見るともなく見た黒田杏子選の読者俳壇の中に『前世も来世も知らずほととぎす』(高知県の浜崎浜子さん)とあった。森閑とした我が家を詠んで下さった句だと思った。栗木京子選の読者歌壇には、「不平不満不安理不尽尽きねども不幸とだけは言いたくはなし」(西東京 水島孝雄さん)とあった。老いの身にはいろいろあるが、同感である。
「風見鶏」
2ページ目のコラム「風見鶏」には政治部の丸谷浩史氏が書かれた"「小泉流」こそ常識"の一文があった。小泉総理が一番世間の感覚に近く、議会運営も常識に則って行っており、昨今メディアを騒がせた総務省幹部の交替劇もアメリカでいう「政治任命」であり、民主党の小沢一郎氏の言う「ポリティカル・アポインティー」に重なるという指摘であった。お説の通りである。学校開放の建て前だけを言って、一向に学校の開放に踏み切らない文部科学省幹部の交替も政治的に行なってはいかがか?学校教育法第11条の「体罰禁止」の項もここまで少年非行や荒れた学校が日常化した現在では、ポリティカル・アポインティーによって抜本的な検討に入るべきである。他者に多大な被害を及ぼすルール違反者に物理的な処罰をもって対処しない社会組織などあり得ないのである。この国はまさに「人権」が大流行りであるが、被害者の「人権」はあまりに軽視されているのである。
「私の履歴書」
最後のページは千葉商科大学長の加藤寛さんの「私の履歴書」である。普段、時間のある日でもめったに読むことはないが、「親のかたき」という表現が目に入った。福沢諭吉は「門閥制度は親のかたきでござる」と言ったという。「郵政民営化情報システム検討会議」の座長を務めた加藤さんにとっては「官主導」は親のかたきでござる、ということであった。筆者は知らなかったが郵便局は近代的会計基準に則っておらず、未だにどんぶり勘定であるという。郵便局の預かり資産は350兆円にもなるのに、個々の郵便局会計は小遣い帳なみの「単式簿記」だという。この一点だけでも郵政民営化の必要性は明らかであると指摘する。加藤さんのかたきは郵政事業に立てこもっている。日本人の個人資産の4分の1は官主導の「御用金」であり、経済合理性など無関係に財政赤字補填や財政投融資に使われる、という。実に分りやすい解説であった。郵便局のサービスがへき地に行き渡らなくなるとの「反対派」の説明は加藤さんの明解な論理を隠ぺいする機能を果たしている。

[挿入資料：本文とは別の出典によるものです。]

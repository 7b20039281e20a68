//! Per-block fit solver.
//!
//! Strategies are tried in a fixed order and the first one that fits wins:
//! keep everything as is, shrink the font, grow the box, and finally accept
//! the overflow. The solver never fails; it always returns a plan.

use crate::measure::{Measurement, PreparedText};
use crate::model::{AdjustmentPlan, Block, BoundingBox, ConflictReason, Page, Strategy, EPSILON};

use super::LayoutOptions;

/// Scale search stops once the interval is this narrow.
const SCALE_PRECISION: f32 = 0.005;

/// Width search stops once the interval is this narrow.
const WIDTH_PRECISION: f32 = 0.5;

/// How far a block may grow, and what set each bound.
#[derive(Debug, Clone, PartialEq)]
pub struct GrowthLimit {
    /// Lowest bottom edge the box may reach
    pub max_bottom: f32,
    /// Rightmost right edge the box may reach
    pub max_right: f32,
    /// Block whose top edge set `max_bottom`, if any
    pub bottom_by: Option<String>,
    /// Block whose left edge set `max_right`, if any
    pub right_by: Option<String>,
}

impl GrowthLimit {
    /// Page boundary inset by `margin`, never inside the original box.
    pub fn page(page: &Page, margin: f32, bbox: &BoundingBox) -> Self {
        Self {
            max_bottom: (page.height - margin).max(bbox.bottom()),
            max_right: (page.width - margin).max(bbox.right()),
            bottom_by: None,
            right_by: None,
        }
    }

    /// Lower the bottom bound to `edge`, set by `neighbor`. Returns whether
    /// the bound moved.
    pub fn clamp_bottom(&mut self, edge: f32, neighbor: &str, bbox: &BoundingBox) -> bool {
        let edge = edge.max(bbox.bottom());
        if edge >= self.max_bottom {
            return false;
        }
        self.max_bottom = edge;
        self.bottom_by = Some(neighbor.to_string());
        true
    }

    /// Lower the right bound to `edge`, set by `neighbor`. Returns whether
    /// the bound moved.
    pub fn clamp_right(&mut self, edge: f32, neighbor: &str, bbox: &BoundingBox) -> bool {
        let edge = edge.max(bbox.right());
        if edge >= self.max_right {
            return false;
        }
        self.max_right = edge;
        self.right_by = Some(neighbor.to_string());
        true
    }

    /// Why growth stopped at this limit.
    fn reason(&self) -> ConflictReason {
        match self.bottom_by.as_ref().or(self.right_by.as_ref()) {
            Some(neighbor) => ConflictReason::NeighborCollision {
                neighbor: neighbor.clone(),
            },
            None => ConflictReason::PageBoundary,
        }
    }
}

/// A plan and, for overflow-accept, the reason nothing fitted.
#[derive(Debug, Clone, PartialEq)]
pub struct FitOutcome {
    pub plan: AdjustmentPlan,
    pub conflict: Option<ConflictReason>,
}

/// Chooses a strategy for one block.
#[derive(Debug, Clone, Copy, PartialEq)]
pub struct FitSolver {
    min_scale: f32,
    tolerance: f32,
}

impl FitSolver {
    /// Create a solver.
    pub fn new(min_scale: f32, tolerance: f32) -> Self {
        Self {
            min_scale,
            tolerance,
        }
    }

    /// Create a solver from layout options.
    pub fn from_options(options: &LayoutOptions) -> Self {
        Self::new(options.min_scale, options.fit_tolerance)
    }

    fn fits(&self, m: &Measurement, bbox: &BoundingBox) -> bool {
        m.fits(bbox.width, bbox.height, self.tolerance)
    }

    /// Plan for a block whose text and fonts are untouched.
    pub fn unchanged(&self, block: &Block, text: &PreparedText) -> AdjustmentPlan {
        let m = text.wrap(1.0, block.bbox.width);
        plan(block, Strategy::Unchanged, 1.0, block.bbox, m, false)
    }

    /// Fit `text` into `block`, growing up to `limit` when growth is allowed
    /// (`None` forbids growth).
    pub fn solve(
        &self,
        block: &Block,
        text: &PreparedText,
        limit: Option<&GrowthLimit>,
    ) -> FitOutcome {
        let bbox = block.bbox;

        let full = text.wrap(1.0, bbox.width);
        if self.fits(&full, &bbox) {
            return fitted(plan(block, Strategy::Unchanged, 1.0, bbox, full, false));
        }

        let smallest = text.wrap(self.min_scale, bbox.width);
        if self.fits(&smallest, &bbox) {
            let (scale, m) = self.search_scale(text, &bbox, smallest);
            log::debug!("Block {}: shrink to scale {:.3}", block.id, scale);
            return fitted(plan(block, Strategy::FontShrink, scale, bbox, m, false));
        }

        let Some(limit) = limit else {
            log::debug!("Block {}: overflow, growth not allowed", block.id);
            return self.overflow(block, text, bbox, ConflictReason::GrowthDisallowed);
        };

        match self.grow(text, &bbox, full, limit) {
            Ok((grown, m)) => {
                log::debug!(
                    "Block {}: grow to {:.1}x{:.1}",
                    block.id,
                    grown.width,
                    grown.height
                );
                fitted(plan(block, Strategy::BoxGrowth, 1.0, grown, m, false))
            }
            Err(partial) => {
                log::debug!("Block {}: overflow after growth to limit", block.id);
                self.overflow(block, text, partial, limit.reason())
            }
        }
    }

    /// Largest scale in [min_scale, 1.0] that fits, to within the search
    /// precision. `lower` is the fitting measurement at `min_scale`.
    fn search_scale(
        &self,
        text: &PreparedText,
        bbox: &BoundingBox,
        lower: Measurement,
    ) -> (f32, Measurement) {
        let mut lo = self.min_scale;
        let mut hi = 1.0_f32;
        let mut best = lower;

        while hi - lo > SCALE_PRECISION {
            let mid = (lo + hi) / 2.0;
            let m = text.wrap(mid, bbox.width);
            if self.fits(&m, bbox) {
                lo = mid;
                best = m;
            } else {
                hi = mid;
            }
        }

        (lo, best)
    }

    /// Smallest enlargement at full size, vertical first. Returns the box
    /// grown to the limit when even that is not enough.
    fn grow(
        &self,
        text: &PreparedText,
        bbox: &BoundingBox,
        full: Measurement,
        limit: &GrowthLimit,
    ) -> std::result::Result<(BoundingBox, Measurement), BoundingBox> {
        let max_height = (limit.max_bottom - bbox.y).max(bbox.height);
        let max_width = (limit.max_right - bbox.x).max(bbox.width);

        if full.width <= bbox.width + EPSILON && full.height <= max_height + EPSILON {
            let grown = bbox.with_height(full.height.max(bbox.height));
            return Ok((grown, full));
        }

        let fits_width = |width: f32| {
            let m = text.wrap(1.0, width);
            let ok = m.width <= width + EPSILON && m.height <= max_height + EPSILON;
            (ok, m)
        };

        let (ok, mut best) = fits_width(max_width);
        if !ok {
            return Err(bbox.with_width(max_width).with_height(max_height));
        }

        let mut lo = bbox.width;
        let mut hi = max_width;
        while hi - lo > WIDTH_PRECISION {
            let mid = (lo + hi) / 2.0;
            let (ok, m) = fits_width(mid);
            if ok {
                hi = mid;
                best = m;
            } else {
                lo = mid;
            }
        }

        let grown = bbox.with_width(hi).with_height(best.height.max(bbox.height));
        Ok((grown, best))
    }

    /// Overflow plan at `min_scale`. A box partially grown at full size may
    /// hold the text at `min_scale`; the plan then stays at full size, where
    /// growth already failed, so the overflow it reports is real.
    fn overflow(
        &self,
        block: &Block,
        text: &PreparedText,
        bbox: BoundingBox,
        reason: ConflictReason,
    ) -> FitOutcome {
        let mut scale = self.min_scale;
        let mut m = text.wrap(scale, bbox.width);
        if self.fits(&m, &bbox) {
            scale = 1.0;
            m = text.wrap(scale, bbox.width);
        }
        FitOutcome {
            plan: plan(block, Strategy::OverflowAccept, scale, bbox, m, true),
            conflict: Some(reason),
        }
    }
}

fn fitted(plan: AdjustmentPlan) -> FitOutcome {
    FitOutcome {
        plan,
        conflict: None,
    }
}

fn plan(
    block: &Block,
    strategy: Strategy,
    scale: f32,
    bbox: BoundingBox,
    m: Measurement,
    residual_overflow: bool,
) -> AdjustmentPlan {
    let overflow = if strategy == Strategy::Unchanged || residual_overflow {
        (m.height - bbox.height)
            .max(m.width - bbox.width)
            .max(0.0)
    } else {
        0.0
    };
    AdjustmentPlan {
        block_id: block.id.clone(),
        strategy,
        scale,
        bbox,
        line_breaks: m.line_breaks,
        measured_height: m.height,
        overflow,
        residual_overflow,
        degraded: m.degraded,
    }
}

#[cfg(test)]
mod tests {
    use super::*;
    use crate::measure::Segment;
    use crate::model::FontMetrics;

    // 5pt per glyph and a 10pt line at size 10.
    fn metrics() -> FontMetrics {
        FontMetrics::new(1000.0, 800.0, 200.0, 0.0, 500.0)
    }

    fn words(n: usize) -> String {
        vec!["aaaa"; n].join(" ")
    }

    fn block() -> Block {
        Block::paragraph("b1", BoundingBox::new(0.0, 0.0, 100.0, 10.0))
    }

    fn limit(max_bottom: f32, max_right: f32) -> GrowthLimit {
        GrowthLimit {
            max_bottom,
            max_right,
            bottom_by: None,
            right_by: None,
        }
    }

    fn solve(text: &str, limit: Option<&GrowthLimit>) -> FitOutcome {
        let m = metrics();
        let prepared = PreparedText::new(&[Segment::new(text, &m, 10.0)]);
        FitSolver::new(0.6, 0.02).solve(&block(), &prepared, limit)
    }

    #[test]
    fn test_fits_unchanged() {
        let outcome = solve("aaaa", None);
        assert_eq!(outcome.plan.strategy, Strategy::Unchanged);
        assert_eq!(outcome.plan.scale, 1.0);
        assert!(outcome.conflict.is_none());
    }

    #[test]
    fn test_shrink_finds_largest_scale() {
        // 120pt on one line at full size; fits one line below 100/120.
        let outcome = solve(&words(5), None);
        assert_eq!(outcome.plan.strategy, Strategy::FontShrink);
        let scale = outcome.plan.scale;
        assert!(scale > 0.82 && scale <= 0.8334, "scale {}", scale);
        assert_eq!(outcome.plan.bbox, block().bbox);
        assert!(!outcome.plan.residual_overflow);
    }

    #[test]
    fn test_vertical_growth() {
        let outcome = solve(&words(20), Some(&limit(200.0, 100.0)));
        assert_eq!(outcome.plan.strategy, Strategy::BoxGrowth);
        assert_eq!(outcome.plan.scale, 1.0);
        assert!((outcome.plan.bbox.height - 50.0).abs() < 1e-3);
        assert_eq!(outcome.plan.bbox.width, 100.0);
    }

    #[test]
    fn test_horizontal_growth() {
        // No room below; one 495pt line is needed.
        let outcome = solve(&words(20), Some(&limit(10.0, 600.0)));
        assert_eq!(outcome.plan.strategy, Strategy::BoxGrowth);
        let width = outcome.plan.bbox.width;
        assert!(width >= 495.0 - 1e-3 && width <= 496.0, "width {}", width);
        assert_eq!(outcome.plan.bbox.height, 10.0);
    }

    #[test]
    fn test_growth_limit_reached() {
        let outcome = solve(&words(20), Some(&limit(20.0, 100.0)));
        assert_eq!(outcome.plan.strategy, Strategy::OverflowAccept);
        assert_eq!(outcome.plan.scale, 0.6);
        assert!((outcome.plan.bbox.height - 20.0).abs() < 1e-3);
        assert!(outcome.plan.residual_overflow);
        assert!((outcome.plan.overflow - 4.0).abs() < 1e-3);
        assert_eq!(outcome.conflict, Some(ConflictReason::PageBoundary));
    }

    #[test]
    fn test_partial_growth_reports_real_overflow() {
        // 40pt at full size in at most 30pt; 18pt would fit at 0.6.
        let outcome = solve(&words(16), Some(&limit(30.0, 100.0)));
        assert_eq!(outcome.plan.strategy, Strategy::OverflowAccept);
        assert_eq!(outcome.plan.scale, 1.0);
        assert!((outcome.plan.bbox.height - 30.0).abs() < 1e-3);
        assert!((outcome.plan.measured_height - 40.0).abs() < 1e-3);
        assert!((outcome.plan.overflow - 10.0).abs() < 1e-3);
        assert!(outcome.plan.residual_overflow);
        assert_eq!(outcome.conflict, Some(ConflictReason::PageBoundary));
    }

    #[test]
    fn test_growth_clamped_by_neighbor() {
        let mut bound = limit(200.0, 100.0);
        assert!(bound.clamp_bottom(20.0, "b2", &block().bbox));
        let outcome = solve(&words(20), Some(&bound));
        assert_eq!(outcome.plan.strategy, Strategy::OverflowAccept);
        assert_eq!(
            outcome.conflict,
            Some(ConflictReason::NeighborCollision {
                neighbor: "b2".into()
            })
        );
    }

    #[test]
    fn test_growth_disallowed() {
        let outcome = solve(&words(20), None);
        assert_eq!(outcome.plan.strategy, Strategy::OverflowAccept);
        assert_eq!(outcome.plan.bbox, block().bbox);
        assert_eq!(outcome.conflict, Some(ConflictReason::GrowthDisallowed));
        // Content is never dropped: every line is still laid out.
        assert_eq!(outcome.plan.line_count(), 4);
    }

    #[test]
    fn test_clamp_never_inside_original() {
        let bbox = BoundingBox::new(0.0, 50.0, 100.0, 10.0);
        let mut bound = limit(200.0, 300.0);
        bound.clamp_bottom(40.0, "above", &bbox);
        assert_eq!(bound.max_bottom, 60.0);
        bound.clamp_right(80.0, "left", &bbox);
        assert_eq!(bound.max_right, 100.0);
        assert!(!bound.clamp_bottom(90.0, "below", &bbox));
    }
}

加藤さんの「学問する目的」は国民の福祉を増大する方策を探ることである。加藤さんはソ連経済の研究から、「官主導」の経済では国民福祉は増大しないと論証したという。それゆえ、日本経済から官主導の部分を排除して、真の市場経済に転換させることが国民福祉増大への道だと確信している。筆者が関わる分野でも、「官主導」のプログラムはすでに役に立たなくなりつつある。加藤さんの論理における「経済」を生涯学習と置き換えても間違いではない時代が到来しつつある。普段は穴埋め記事の多い退屈な日曜版から思いがけずいろいろなことを学んだ一日であった。